=== Supplied data ===
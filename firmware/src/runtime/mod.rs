use controller_core::{Board, PowerController, sequence::ALL_STATES};
use defmt::Debug2Format;
use embassy_executor::Spawner;
use embassy_net::StackResources;
use esp_backtrace as _;
use esp_hal::{
    clock::CpuClock,
    gpio::{Level, Output, OutputConfig},
    rng::Rng,
    rtc_cntl::{Rtc, reset_reason, wakeup_cause},
    system::Cpu,
    timer::timg::TimerGroup,
};
use esp_println as _;
use static_cell::StaticCell;

use crate::hw::{
    self, EspClock, EspPower, EspTransport, EspWifiLink, RtcCell, SOCKET_BUFFER, TriggerPin,
};
use crate::settings::BuildOverrides;
use crate::telemetry::FirmwareTelemetry;

mod bench_task;
mod net_task;

static RADIO: StaticCell<esp_radio::Controller<'static>> = StaticCell::new();
static NET_RESOURCES: StaticCell<StackResources<2>> = StaticCell::new();
static RX_BUFFER: StaticCell<[u8; SOCKET_BUFFER]> = StaticCell::new();
static TX_BUFFER: StaticCell<[u8; SOCKET_BUFFER]> = StaticCell::new();

#[esp_rtos::main]
pub async fn main(spawner: Spawner) -> ! {
    let peripherals = esp_hal::init(esp_hal::Config::default().with_cpu_clock(CpuClock::max()));
    esp_alloc::heap_allocator!(#[esp_hal::ram(reclaimed)] size: 65536);

    let timg0 = TimerGroup::new(peripherals.TIMG0);
    esp_rtos::start(timg0.timer0);

    let reset = reset_reason(Cpu::ProCpu);
    defmt::info!(
        "reset reason {}, wakeup cause {}",
        Debug2Format(&reset),
        Debug2Format(&wakeup_cause())
    );

    let config = BuildOverrides::from_build_env()
        .resolve()
        .expect("invalid BENCH_* build settings");
    defmt::info!(
        "download peer {}, upload peer {}, restart policy {}, trigger GPIO21",
        defmt::Display2Format(&config.download_peer),
        defmt::Display2Format(&config.upload_peer),
        defmt::Display2Format(&config.restart_policy)
    );
    for state in ALL_STATES {
        defmt::debug!("{} -> {}", state.tag(), state.phase_label());
    }

    let cursor = hw::boot_cursor(RtcCell::claim().expect("cursor claimed twice"), reset);
    let trigger = TriggerPin::new(Output::new(
        peripherals.GPIO21,
        Level::Low,
        OutputConfig::default(),
    ));

    let radio = RADIO.init(esp_radio::init().expect("radio init"));
    let (wifi, interfaces) =
        esp_radio::wifi::new(radio, peripherals.WIFI, esp_radio::wifi::Config::default())
            .expect("wifi init");

    let rng = Rng::new();
    let seed = (u64::from(rng.random()) << 32) | u64::from(rng.random());
    let (stack, runner) = embassy_net::new(
        interfaces.sta,
        embassy_net::Config::dhcpv4(Default::default()),
        NET_RESOURCES.init(StackResources::new()),
        seed,
    );

    let transport = EspTransport::new(
        stack,
        RX_BUFFER.init([0; SOCKET_BUFFER]),
        TX_BUFFER.init([0; SOCKET_BUFFER]),
    );
    let board = Board::new(
        EspClock,
        trigger,
        EspWifiLink::new(wifi, stack),
        transport,
        EspPower::new(Rtc::new(peripherals.LPWR)),
    );
    let controller = PowerController::new(config, cursor, board);

    spawner
        .spawn(net_task::run(runner))
        .expect("failed to spawn network task");
    spawner
        .spawn(bench_task::run(controller, FirmwareTelemetry::new()))
        .expect("failed to spawn benchmark task");

    loop {
        core::future::pending::<()>().await;
    }
}
//! File-backed retained word.
//!
//! Stands in for RTC memory across emulated deep sleeps and restarts, which
//! may be real process re-executions. Each write lands in a sibling temporary
//! file that is renamed over the cell, so a crash leaves either the old word
//! or the new one.
//!
//! A fresh launch of the emulator is a power-on and clears the word. Only
//! the re-executions performed by `HostPower` carry [`REBOOT_MARKER`] and
//! resume from it.

use std::env;
use std::fs;
use std::io;
use std::path::{Path, PathBuf};

use controller_core::cursor::{RetainedCell, RetainedCursor};

pub type FileCursor = RetainedCursor<FileCell>;

/// Environment variable set on the process image a simulated reboot starts.
pub const REBOOT_MARKER: &str = "POWER_BENCH_REBOOT";

/// How the current process came to be running.
#[derive(Copy, Clone, Debug, Eq, PartialEq)]
pub enum Launch {
    PowerOn,
    Reboot,
}

impl Launch {
    /// `resume` forces a warm start, for continuing a sequence by hand.
    pub fn detect(resume: bool) -> Self {
        if resume || env::var_os(REBOOT_MARKER).is_some() {
            Launch::Reboot
        } else {
            Launch::PowerOn
        }
    }
}

/// Opens the cursor file, discarding its contents on power-on.
pub fn open_cursor(path: &Path, launch: Launch) -> io::Result<FileCursor> {
    let mut cursor = FileCursor::new(FileCell::open(path)?);
    if launch == Launch::PowerOn {
        cursor.force_cold_boot();
        if let Some(err) = cursor.cell_mut().take_error() {
            return Err(err);
        }
    }
    Ok(cursor)
}

#[derive(Debug)]
pub struct FileCell {
    path: PathBuf,
    last_error: Option<io::Error>,
}

impl FileCell {
    pub fn open(path: impl Into<PathBuf>) -> io::Result<Self> {
        let path = path.into();
        if let Some(parent) = path.parent()
            && !parent.as_os_str().is_empty()
        {
            fs::create_dir_all(parent)?;
        }
        Ok(Self {
            path,
            last_error: None,
        })
    }

    pub fn path(&self) -> &Path {
        &self.path
    }

    /// Takes the first write failure since the last call.
    pub fn take_error(&mut self) -> Option<io::Error> {
        self.last_error.take()
    }

    fn persist(&self, word: u32) -> io::Result<()> {
        let staging = self.path.with_extension("tmp");
        fs::write(&staging, word.to_le_bytes())?;
        fs::rename(&staging, &self.path)
    }
}

impl RetainedCell for FileCell {
    fn read_word(&self) -> u32 {
        match fs::read(&self.path) {
            Ok(bytes) => bytes
                .as_slice()
                .try_into()
                .map(u32::from_le_bytes)
                .unwrap_or(0),
            Err(_) => 0,
        }
    }

    fn write_word(&mut self, word: u32) {
        if let Err(err) = self.persist(word)
            && self.last_error.is_none()
        {
            self.last_error = Some(err);
        }
    }
}

#[cfg(test)]
mod tests {
    use std::process;

    use controller_core::cursor::{CursorStore, ResumePoint};
    use controller_core::sequence::PowerState;

    use super::*;

    fn scratch(name: &str) -> PathBuf {
        std::env::temp_dir()
            .join(format!("power-bench-{}", process::id()))
            .join(name)
    }

    #[test]
    fn missing_file_is_a_cold_boot() {
        let cursor = FileCursor::new(FileCell::open(scratch("missing.bin")).expect("cell"));
        assert_eq!(cursor.resume_point(), ResumePoint::cold_boot());
    }

    #[test]
    fn cursor_survives_reopening() {
        let path = scratch("reopen.bin");
        let mut cursor = FileCursor::new(FileCell::open(&path).expect("cell"));
        cursor.store_cursor(PowerState::DeepSleepDelay);
        assert!(cursor.cell_mut().take_error().is_none());
        drop(cursor);

        let reopened = FileCursor::new(FileCell::open(&path).expect("cell"));
        assert_eq!(
            reopened.resume_point(),
            ResumePoint::resumed(PowerState::DeepSleepDelay)
        );
        assert_eq!(fs::read(&path).expect("cell file").len(), 4);
    }

    #[test]
    fn power_on_forgets_the_previous_session() {
        let path = scratch("power-on.bin");
        let mut cursor = open_cursor(&path, Launch::Reboot).expect("cursor");
        cursor.store_cursor(PowerState::Reset);
        drop(cursor);

        let warm = open_cursor(&path, Launch::Reboot).expect("cursor");
        assert_eq!(warm.resume_point(), ResumePoint::resumed(PowerState::Reset));
        drop(warm);

        let cold = open_cursor(&path, Launch::PowerOn).expect("cursor");
        assert_eq!(cold.resume_point(), ResumePoint::cold_boot());
        assert_eq!(cold.load_cursor(), PowerState::Idle);
    }

    #[test]
    fn resume_flag_counts_as_a_reboot() {
        assert_eq!(Launch::detect(true), Launch::Reboot);
    }

    #[test]
    fn truncated_file_is_treated_as_garbage() {
        let path = scratch("short.bin");
        let cell = FileCell::open(&path).expect("cell");
        fs::write(&path, [0x05, 0x5E]).expect("write garbage");
        let cursor = FileCursor::new(cell);
        assert!(cursor.resume_point().cold);
    }
}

=== To do ===
Give back exactly the lines running from the line containing "assert_eq!(cold.load_cursor(), PowerState::Idle);" through the end of the material above, both included, and nothing beyond them.

=== Written reply ===
        assert_eq!(cold.load_cursor(), PowerState::Idle);
    }

    #[test]
    fn resume_flag_counts_as_a_reboot() {
        assert_eq!(Launch::detect(true), Launch::Reboot);
    }

    #[test]
    fn truncated_file_is_treated_as_garbage() {
        let path = scratch("short.bin");
        let cell = FileCell::open(&path).expect("cell");
        fs::write(&path, [0x05, 0x5E]).expect("write garbage");
        let cursor = FileCursor::new(cell);
        assert!(cursor.resume_point().cold);
    }
}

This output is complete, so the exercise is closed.